Mutations in the ATM tumor suppressor gene confer hypersensitivity to DNA-damaging chemotherapeutic agents. To explore genetic resistance mechanisms, we performed genome-wide CRISPR-Cas9 screens in cells treated with the DNA topoisomerase I inhibitor topotecan. Thus, we here establish that inactivating terminal components of the non-homologous end-joining (NHEJ) machinery or of the BRCA1-A complex specifically confer topotecan resistance to ATM-deficient cells. We show that hypersensitivity of ATM-mutant cells to topotecan or the poly-(ADP-ribose) polymerase (PARP) inhibitor olaparib reflects delayed engagement of homologous recombination at DNA-replication-fork associated single-ended double-strand breaks (DSBs), allowing some to be subject to toxic NHEJ. Preventing DSB ligation by NHEJ, or enhancing homologous recombination by BRCA1-A complex disruption, suppresses this toxicity, highlighting a crucial role for ATM in preventing toxic LIG4-mediated chromosome fusions.

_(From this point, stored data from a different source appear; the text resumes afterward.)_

//! # Packet Module.
//!
//! AODV control message encodings (RFC 3561 layout, network byte order) and the
//! packet container exchanged with sockets.

use crate::error::AodvError;
use std::net::Ipv4Addr;

/// UDP port for AODV control traffic.
pub const AODV_PORT: u16 = 654;

/// Size of an encoded RREQ body.
pub const RREQ_SIZE: usize = 23;
/// Size of an encoded RREP body.
pub const RREP_SIZE: usize = 19;
/// Size of an encoded RREP-ACK body.
pub const RREP_ACK_SIZE: usize = 1;

/// AODV message types.
#[derive(Debug, Clone, Copy, PartialEq, Eq)]
#[repr(u8)]
pub enum MessageType {
	/// Route request
	RouteRequest = 1,
	/// Route reply
	RouteReply = 2,
	/// Route error
	RouteError = 3,
	/// Route reply acknowledgement
	RouteReplyAck = 4,
}

impl TryFrom<u8> for MessageType {
	type Error = AodvError;

	fn try_from(value: u8) -> Result<Self, Self::Error> {
		match value {
			1 => Ok(MessageType::RouteRequest),
			2 => Ok(MessageType::RouteReply),
			3 => Ok(MessageType::RouteError),
			4 => Ok(MessageType::RouteReplyAck),
			_ => Err(AodvError::ParsingError(format!("Unknown message type {}", value))),
		}
	}
}

/// A datagram and the IP time-to-live it travels with.
#[derive(Clone, Debug, PartialEq, Eq)]
pub struct Packet {
	payload: Vec<u8>,
	ttl: u8,
}

impl Packet {
	/// Creates a packet.
	pub fn new(payload: Vec<u8>, ttl: u8) -> Self {
		Self { payload, ttl }
	}

	/// Creates a control packet: type byte followed by the encoded body.
	pub fn control(kind: MessageType, body: &[u8], ttl: u8) -> Self {
		let mut payload = Vec::with_capacity(body.len() + 1);
		payload.push(kind as u8);
		payload.extend_from_slice(body);
		Self { payload, ttl }
	}

	/// The payload bytes.
	pub fn payload(&self) -> &[u8] {
		&self.payload
	}

	/// The time-to-live tag.
	pub fn ttl(&self) -> u8 {
		self.ttl
	}

	/// Overwrites the time-to-live tag.
	pub fn set_ttl(&mut self, ttl: u8) {
		self.ttl = ttl;
	}

	/// Splits off the leading type byte. Returns the raw type and the body.
	pub fn split_type(&self) -> Option<(u8, Packet)> {
		self.payload
			.split_first()
			.map(|(&kind, body)| (kind, Packet { payload: body.to_vec(), ttl: self.ttl }))
	}
}

/// IP header fields the data plane looks at.
#[derive(Clone, Copy, Debug, PartialEq, Eq)]
pub struct Ipv4Header {
	/// Source address.
	pub source: Ipv4Addr,
	/// Destination address.
	pub destination: Ipv4Addr,
	/// Remaining time-to-live.
	pub ttl: u8,
}

/// Route request body.
#[derive(Clone, Debug, PartialEq, Eq)]
pub struct RreqHeader {
	/// Join flag (multicast).
	pub join: bool,
	/// Repair flag (multicast).
	pub repair: bool,
	/// Gratuitous RREP flag.
	pub gratuitous: bool,
	/// Only the destination may answer.
	pub destination_only: bool,
	/// Destination sequence number is unknown.
	pub unknown_seqno: bool,
	/// Hops from the originator.
	pub hop_count: u8,
	/// Request identifier, unique per originator.
	pub request_id: u32,
	/// Destination being searched.
	pub destination: Ipv4Addr,
	/// Latest known destination sequence number.
	pub dst_seqno: u32,
	/// Originator of the request.
	pub origin: Ipv4Addr,
	/// Originator sequence number.
	pub origin_seqno: u32,
}

impl RreqHeader {
	/// Encodes the body.
	pub fn encode(&self) -> Vec<u8> {
		let mut flags = 0u8;
		for (set, bit) in [
			(self.join, 0x80),
			(self.repair, 0x40),
			(self.gratuitous, 0x20),
			(self.destination_only, 0x10),
			(self.unknown_seqno, 0x08),
		] {
			if set {
				flags |= bit;
			}
		}

		let mut bytes = Vec::with_capacity(RREQ_SIZE);
		bytes.extend_from_slice(&[flags, 0, self.hop_count]);
		bytes.extend_from_slice(&self.request_id.to_be_bytes());
		bytes.extend_from_slice(&self.destination.octets());
		bytes.extend_from_slice(&self.dst_seqno.to_be_bytes());
		bytes.extend_from_slice(&self.origin.octets());
		bytes.extend_from_slice(&self.origin_seqno.to_be_bytes());
		bytes
	}

	/// Decodes the body.
	pub fn decode(bytes: &[u8]) -> Result<Self, AodvError> {
		check_len("RREQ", bytes, RREQ_SIZE)?;
		let flags = bytes[0];

		Ok(Self {
			join: flags & 0x80 != 0,
			repair: flags & 0x40 != 0,
			gratuitous: flags & 0x20 != 0,
			destination_only: flags & 0x10 != 0,
			unknown_seqno: flags & 0x08 != 0,
			hop_count: bytes[2],
			request_id: read_u32(bytes, 3),
			destination: read_addr(bytes, 7),
			dst_seqno: read_u32(bytes, 11),
			origin: read_addr(bytes, 15),
			origin_seqno: read_u32(bytes, 19),
		})
	}
}

/// Route reply body.
#[derive(Clone, Debug, PartialEq, Eq)]
pub struct RrepHeader {
	/// Repair flag (multicast).
	pub repair: bool,
	/// The receiver must answer with a RREP-ACK.
	pub ack_required: bool,
	/// Prefix size of the destination subnet.
	pub prefix_size: u8,
	/// Hops from the destination.
	pub hop_count: u8,
	/// Destination the route leads to.
	pub destination: Ipv4Addr,
	/// Destination sequence number.
	pub dst_seqno: u32,
	/// Originator of the route request.
	pub origin: Ipv4Addr,
	/// Route lifetime in milliseconds.
	pub lifetime_ms: u32,
}

impl RrepHeader {
	/// Encodes the body.
	pub fn encode(&self) -> Vec<u8> {
		let mut flags = 0u8;
		if self.repair {
			flags |= 0x80;
		}
		if self.ack_required {
			flags |= 0x40;
		}

		let mut bytes = Vec::with_capacity(RREP_SIZE);
		bytes.extend_from_slice(&[flags, self.prefix_size, self.hop_count]);
		bytes.extend_from_slice(&self.destination.octets());
		bytes.extend_from_slice(&self.dst_seqno.to_be_bytes());
		bytes.extend_from_slice(&self.origin.octets());
		bytes.extend_from_slice(&self.lifetime_ms.to_be_bytes());
		bytes
	}

	/// Decodes the body.
	pub fn decode(bytes: &[u8]) -> Result<Self, AodvError> {
		check_len("RREP", bytes, RREP_SIZE)?;

		Ok(Self {
			repair: bytes[0] & 0x80 != 0,
			ack_required: bytes[0] & 0x40 != 0,
			prefix_size: bytes[1],
			hop_count: bytes[2],
			destination: read_addr(bytes, 3),
			dst_seqno: read_u32(bytes, 7),
			origin: read_addr(bytes, 11),
			lifetime_ms: read_u32(bytes, 15),
		})
	}
}

/// Route error body.
#[derive(Clone, Debug, Default, PartialEq, Eq)]
pub struct RerrHeader {
	/// Upstream nodes must not delete the route.
	pub no_delete: bool,
	/// Unreachable destinations and their sequence numbers.
	pub unreachable: Vec<(Ipv4Addr, u32)>,
}

impl RerrHeader {
	/// Encodes the body. At most 255 destinations are written.
	pub fn encode(&self) -> Vec<u8> {
		let count = self.unreachable.len().min(usize::from(u8::MAX));
		let flags = if self.no_delete { 0x80 } else { 0 };

		let mut bytes = Vec::with_capacity(3 + count * 8);
		bytes.extend_from_slice(&[flags, 0, count as u8]);
		for (destination, seqno) in self.unreachable.iter().take(count) {
			bytes.extend_from_slice(&destination.octets());
			bytes.extend_from_slice(&seqno.to_be_bytes());
		}
		bytes
	}

	/// Decodes the body.
	pub fn decode(bytes: &[u8]) -> Result<Self, AodvError> {
		check_len("RERR", bytes, 3)?;
		let count = usize::from(bytes[2]);
		check_len("RERR", bytes, 3 + count * 8)?;

		let unreachable = (0..count)
			.map(|i| {
				let offset = 3 + i * 8;
				(read_addr(bytes, offset), read_u32(bytes, offset + 4))
			})
			.collect();

		Ok(Self { no_delete: bytes[0] & 0x80 != 0, unreachable })
	}
}

fn check_len(kind: &str, bytes: &[u8], expected: usize) -> Result<(), AodvError> {
	if bytes.len() < expected {
		return Err(AodvError::ParsingError(format!(
			"{} truncated: {} bytes, expected {}",
			kind,
			bytes.len(),
			expected
		)));
	}
	Ok(())
}

fn read_u32(bytes: &[u8], offset: usize) -> u32 {
	u32::from_be_bytes([bytes[offset], bytes[offset + 1], bytes[offset + 2], bytes[offset + 3]])
}

fn read_addr(bytes: &[u8], offset: usize) -> Ipv4Addr {
	Ipv4Addr::new(bytes[offset], bytes[offset + 1], bytes[offset + 2], bytes[offset + 3])
}

#[cfg(test)]
mod tests {
	use super::*;

	#[test]
	fn test_decode_rrep_wire_bytes() {
		let bytes = [
			0x40, 0x00, 0x02, // flags (ack), prefix, hop count
			10, 0, 0, 9, // destination
			0x00, 0x00, 0x00, 0x05, // destination seqno
			10, 0, 0, 1, // origin
			0x00, 0x00, 0x0b, 0xb8, // lifetime 3000 ms
		];

		let rrep = RrepHeader::decode(&bytes).unwrap();
		assert!(rrep.ack_required);
		assert!(!rrep.repair);
		assert_eq!(rrep.hop_count, 2);
		assert_eq!(rrep.destination, Ipv4Addr::new(10, 0, 0, 9));
		assert_eq!(rrep.dst_seqno, 5);
		assert_eq!(rrep.origin, Ipv4Addr::new(10, 0, 0, 1));
		assert_eq!(rrep.lifetime_ms, 3000);
		assert_eq!(rrep.encode(), bytes.to_vec());
	}

	#[test]
	fn test_decode_rreq_destination() {
		let rreq = RreqHeader {
			join: false,
			repair: false,
			gratuitous: false,
			destination_only: true,
			unknown_seqno: true,
			hop_count: 3,
			request_id: 77,
			destination: Ipv4Addr::new(10, 0, 0, 4),
			dst_seqno: 0,
			origin: Ipv4Addr::new(10, 0, 0, 1),
			origin_seqno: 12,
		};

		let bytes = rreq.encode();
		assert_eq!(bytes.len(), RREQ_SIZE);
		assert_eq!(bytes[0], 0x18);
		assert_eq!(RreqHeader::decode(&bytes).unwrap(), rreq);
	}

	#[test]
	fn test_truncated_bodies_fail() {
		assert!(RrepHeader::decode(&[0u8; RREP_SIZE - 1]).is_err());
		assert!(RreqHeader::decode(&[]).is_err());
		// Claims two destinations, carries one
		assert!(RerrHeader::decode(&[0, 0, 2, 10, 0, 0, 1, 0, 0, 0, 1]).is_err());
	}

	#[test]
	fn test_rerr_layout() {
		let rerr = RerrHeader {
			no_delete: true,
			unreachable: vec![(Ipv4Addr::new(10, 0, 0, 3), 4), (Ipv4Addr::new(10, 0, 0, 5), 9)],
		};
		let bytes = rerr.encode();
		assert_eq!(&bytes[..3], &[0x80, 0, 2]);
		assert_eq!(RerrHeader::decode(&bytes).unwrap(), rerr);
	}

	#[test]
	fn test_split_type() {
		let packet = Packet::control(MessageType::RouteReplyAck, &[0], 1);
		let (kind, body) = packet.split_type().unwrap();
		assert_eq!(MessageType::try_from(kind).unwrap(), MessageType::RouteReplyAck);
		assert_eq!(body.payload(), &[0]);
		assert_eq!(body.ttl(), 1);

		assert!(Packet::new(Vec::new(), 1).split_type().is_none());
		assert!(MessageType::try_from(9).is_err());
	}
}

Notably, suppressor mutations in ATM-mutant backgrounds are different to those in BRCA1-mutant scenarios, suggesting new opportunities for patient stratification and additional therapeutic vulnerabilities for clinical exploitation.

Suggested Citation

  • Gabriel Balmus & Domenic Pilger & Julia Coates & Mukerrem Demir & Matylda Sczaniecka-Clift & Ana C. Barros & Michael Woods & Beiyuan Fu & Fengtang Yang & Elisabeth Chen & Matthias Ostermaier & Tatjana, 2019. "ATM orchestrates the DNA-damage response to counter toxic non-homologous end-joining at broken replication forks," Nature Communications, Nature, vol. 10(1), pages 1-18, December.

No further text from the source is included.